Extracted material:
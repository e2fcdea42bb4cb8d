//! Durable, crash-tolerant FIFO of scan records ("the outbox").
//!
//! One text file, one record per `\n`-terminated line, oldest first.
//!
//! ```text
//!   scanner ──enqueue──▶ /outbox.txt ──peek/dequeue──▶ uploader
//!                        UID:04A1B2C3,Time:1200
//!                        UID:04FF0011,Time:9310
//!                        UID:0455         ◀── torn append, invisible
//! ```
//!
//! ## Guarantees
//!
//! - Readers only ever see complete lines.  A trailing fragment left by a
//!   power cut mid-append is ignored, and cut off by [`DurableQueue::open`]
//!   before anything is appended after it.
//! - Malformed lines are skipped (and logged) by `peek`/`len`; the next
//!   successful `dequeue` drops them together with the head record.
//! - `dequeue` removes the head record only if the caller hands back that
//!   exact line, so a consumer acting on stale data cannot delete a record
//!   it never saw.
//! - Every rewrite goes to `<path>.tmp` first and is renamed over the queue
//!   file, so a crash leaves either the old or the new contents.  Where the
//!   filesystem needs the target removed before the rename, a temp file
//!   found without its queue file holds the live contents: reads see it,
//!   and it is promoted before the next write.
//!
//! All methods take `&mut self`; share one queue between the scanner and
//! an uploader through a mutex (see the [`EventLog`] impl below).

pub mod record;

use std::io::Read;
use std::sync::{Arc, Mutex};

use log::{debug, warn};

use crate::app::ports::{EventLog, FileSystem, StorageError};
use crate::error::QueueError;
use record::{ReadEvent, Record, TagId};

/// Default location on the flash filesystem.
pub const DEFAULT_QUEUE_PATH: &str = "/outbox.txt";

/// The outbox.  Exclusively owns its storage handle.
pub struct DurableQueue<F: FileSystem> {
    fs: F,
    path: String,
    tmp_path: String,
    /// Set when an append may have left a fragment behind.
    needs_repair: bool,
}

impl<F: FileSystem> DurableQueue<F> {
    /// Open the queue at `path`, repairing a torn tail if there is one.
    ///
    /// Never fails: if storage is unreachable now, repair is retried before
    /// the next append and the error surfaces from that call instead.
    pub fn open(fs: F, path: &str) -> Self {
        let mut queue = Self {
            fs,
            path: path.to_owned(),
            tmp_path: format!("{path}.tmp"),
            needs_repair: true,
        };
        if let Err(e) = queue.repair() {
            warn!("Queue: recovery of {} deferred: {}", queue.path, e);
        }
        queue
    }

    pub fn path(&self) -> &str {
        &self.path
    }

    /// Append one record for `tag_id` detected at `detected_at`.
    pub fn enqueue(&mut self, tag_id: &TagId, detected_at: u64) -> Result<(), QueueError> {
        if self.needs_repair {
            self.repair()?;
        }
        self.promote_orphan()?;
        if !self.fs.exists(&self.path) {
            self.fs.write(&self.path, b"")?;
        }

        let record = Record::new(ReadEvent {
            tag_id: tag_id.clone(),
            detected_at,
        });
        if let Err(e) = self.fs.append(&self.path, &record.to_bytes()) {
            self.needs_repair = true;
            return Err(e.into());
        }
        debug!("Queue: + {}", record.line());
        Ok(())
    }

    /// The oldest well-formed record, or `None` if the queue is empty.
    /// Does not modify storage.
    pub fn peek(&self) -> Result<Option<Record>, QueueError> {
        let Some(buf) = self.read_all()? else {
            return Ok(None);
        };
        Ok(first_record(&buf).map(|(record, _)| record))
    }

    /// Remove the head record, provided it is still `expected`.
    ///
    /// Returns [`QueueError::ConsumerDesync`] and leaves storage
    /// byte-identical if the head is anything else (or the queue is empty).
    pub fn dequeue(&mut self, expected: &Record) -> Result<(), QueueError> {
        self.promote_orphan()?;
        let Some(buf) = self.read_all()? else {
            return Err(QueueError::ConsumerDesync);
        };
        let Some((head, end)) = first_record(&buf) else {
            return Err(QueueError::ConsumerDesync);
        };
        if head.line() != expected.line() {
            debug!(
                "Queue: desync, head is '{}' but consumer expected '{}'",
                head.line(),
                expected.line()
            );
            return Err(QueueError::ConsumerDesync);
        }

        // Drop anything after the last newline along with the head; a
        // fragment here only exists if an earlier append failed.
        let rest = &buf[end..];
        let keep = rest.iter().rposition(|&b| b == b'\n').map_or(0, |i| i + 1);
        self.needs_repair = true;
        self.replace_contents(&rest[..keep])?;
        self.needs_repair = false;
        debug!("Queue: - {}", head.line());
        Ok(())
    }

    /// Number of well-formed records waiting.
    pub fn len(&self) -> Result<usize, QueueError> {
        let Some(buf) = self.read_all()? else {
            return Ok(0);
        };
        Ok(complete_lines(&buf)
            .filter(|(line, _)| Record::parse_bytes(line).is_ok())
            .count())
    }

    pub fn is_empty(&self) -> Result<bool, QueueError> {
        Ok(self.peek()?.is_none())
    }

    /// Finish or discard an interrupted rewrite, then cut off a trailing
    /// unterminated fragment.  Returns `true` when something was removed.
    pub fn repair(&mut self) -> Result<bool, QueueError> {
        self.settle_tmp()?;
        let Some(buf) = self.read_all()? else {
            self.needs_repair = false;
            return Ok(false);
        };
        if buf.is_empty() || buf.ends_with(b"\n") {
            self.needs_repair = false;
            return Ok(false);
        }

        let keep = buf.iter().rposition(|&b| b == b'\n').map_or(0, |i| i + 1);
        warn!(
            "Queue: discarding {}-byte torn record at end of {}",
            buf.len() - keep,
            self.path
        );
        self.needs_repair = true;
        self.replace_contents(&buf[..keep])?;
        self.needs_repair = false;
        Ok(true)
    }

    /// Hand the storage handle back (used by tests to inspect the file).
    pub fn into_inner(self) -> F {
        self.fs
    }

    pub fn storage(&self) -> &F {
        &self.fs
    }

    /// The temp file is fully written before the queue file is touched, so
    /// an orphan is the newer contents and a tmp beside the queue is stale.
    fn settle_tmp(&mut self) -> Result<(), QueueError> {
        if !self.fs.exists(&self.tmp_path) {
            return Ok(());
        }
        if self.fs.exists(&self.path) {
            warn!("Queue: removing stale {}", self.tmp_path);
            self.fs.remove(&self.tmp_path)?;
            Ok(())
        } else {
            self.promote_orphan()
        }
    }

    /// A rewrite that lost its queue file between remove and rename left
    /// the live contents in the temp file; move them back before writing.
    fn promote_orphan(&mut self) -> Result<(), QueueError> {
        if !self.fs.exists(&self.path) && self.fs.exists(&self.tmp_path) {
            warn!("Queue: promoting orphaned {}", self.tmp_path);
            self.fs.rename(&self.tmp_path, &self.path)?;
        }
        Ok(())
    }

    /// Path holding the current contents, if any.
    fn live_path(&self) -> Option<&str> {
        if self.fs.exists(&self.path) {
            Some(&self.path)
        } else if self.fs.exists(&self.tmp_path) {
            Some(&self.tmp_path)
        } else {
            None
        }
    }

    fn read_all(&self) -> Result<Option<Vec<u8>>, QueueError> {
        let Some(path) = self.live_path() else {
            return Ok(None);
        };
        let mut reader = match self.fs.open_read(path) {
            Ok(r) => r,
            Err(StorageError::NotFound) => return Ok(None),
            Err(e) => return Err(e.into()),
        };
        let mut buf = Vec::new();
        reader
            .read_to_end(&mut buf)
            .map_err(|e| QueueError::StorageUnavailable(e.into()))?;
        Ok(Some(buf))
    }

    /// Crash-safe replace: write the temp file, then rename it over the
    /// queue.  An empty queue is represented by an absent file.
    fn replace_contents(&mut self, data: &[u8]) -> Result<(), QueueError> {
        if data.is_empty() {
            self.fs.remove(&self.tmp_path)?;
            self.fs.remove(&self.path)?;
            return Ok(());
        }
        self.fs.write(&self.tmp_path, data)?;
        self.fs.rename(&self.tmp_path, &self.path)?;
        Ok(())
    }
}

impl<F: FileSystem> EventLog for DurableQueue<F> {
    fn record(&mut self, tag: &TagId, detected_at: u64) -> Result<(), QueueError> {
        self.enqueue(tag, detected_at)
    }
}

impl<T: EventLog> EventLog for Arc<Mutex<T>> {
    fn record(&mut self, tag: &TagId, detected_at: u64) -> Result<(), QueueError> {
        let mut inner = self
            .lock()
            .map_err(|_| QueueError::StorageUnavailable(StorageError::Unavailable))?;
        inner.record(tag, detected_at)
    }
}

/// Complete (newline-terminated) lines of `buf` with the offset just past
/// each terminator.  A final unterminated fragment is not yielded.
fn complete_lines(buf: &[u8]) -> impl Iterator<Item = (&[u8], usize)> {
    let mut pos = 0;
    core::iter::from_fn(move || {
        let nl = buf[pos..].iter().position(|&b| b == b'\n')?;
        let line = &buf[pos..pos + nl];
        pos += nl + 1;
        Some((line, pos))
    })
}

/// First well-formed record and the offset just past its line.
fn first_record(buf: &[u8]) -> Option<(Record, usize)> {
    for (line, end) in complete_lines(buf) {
        match Record::parse_bytes(line) {
            Ok(record) => return Some((record, end)),
            Err(e) => warn!(
                "Queue: skipping malformed line '{}': {}",
                String::from_utf8_lossy(line),
                e
            ),
        }
    }
    None
}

Problem to work on: Begin with the first line of the records and reproduce each line as is, ending with the line that holds "a crash leaves".

Expected output:
repository e2fcdea42bb4cb8d
//! Durable, crash-tolerant FIFO of scan records ("the outbox").
//!
//! One text file, one record per `\n`-terminated line, oldest first.
//!
//! ```text
//!   scanner ──enqueue──▶ /outbox.txt ──peek/dequeue──▶ uploader
//!                        UID:04A1B2C3,Time:1200
//!                        UID:04FF0011,Time:9310
//!                        UID:0455         ◀── torn append, invisible
//! ```
//!
//! ## Guarantees
//!
//! - Readers only ever see complete lines.  A trailing fragment left by a
//!   power cut mid-append is ignored, and cut off by [`DurableQueue::open`]
//!   before anything is appended after it.
//! - Malformed lines are skipped (and logged) by `peek`/`len`; the next
//!   successful `dequeue` drops them together with the head record.
//! - `dequeue` removes the head record only if the caller hands back that
//!   exact line, so a consumer acting on stale data cannot delete a record
//!   it never saw.
//! - Every rewrite goes to `<path>.tmp` first and is renamed over the queue
//!   file, so a crash leaves either the old or the new contents.  Where the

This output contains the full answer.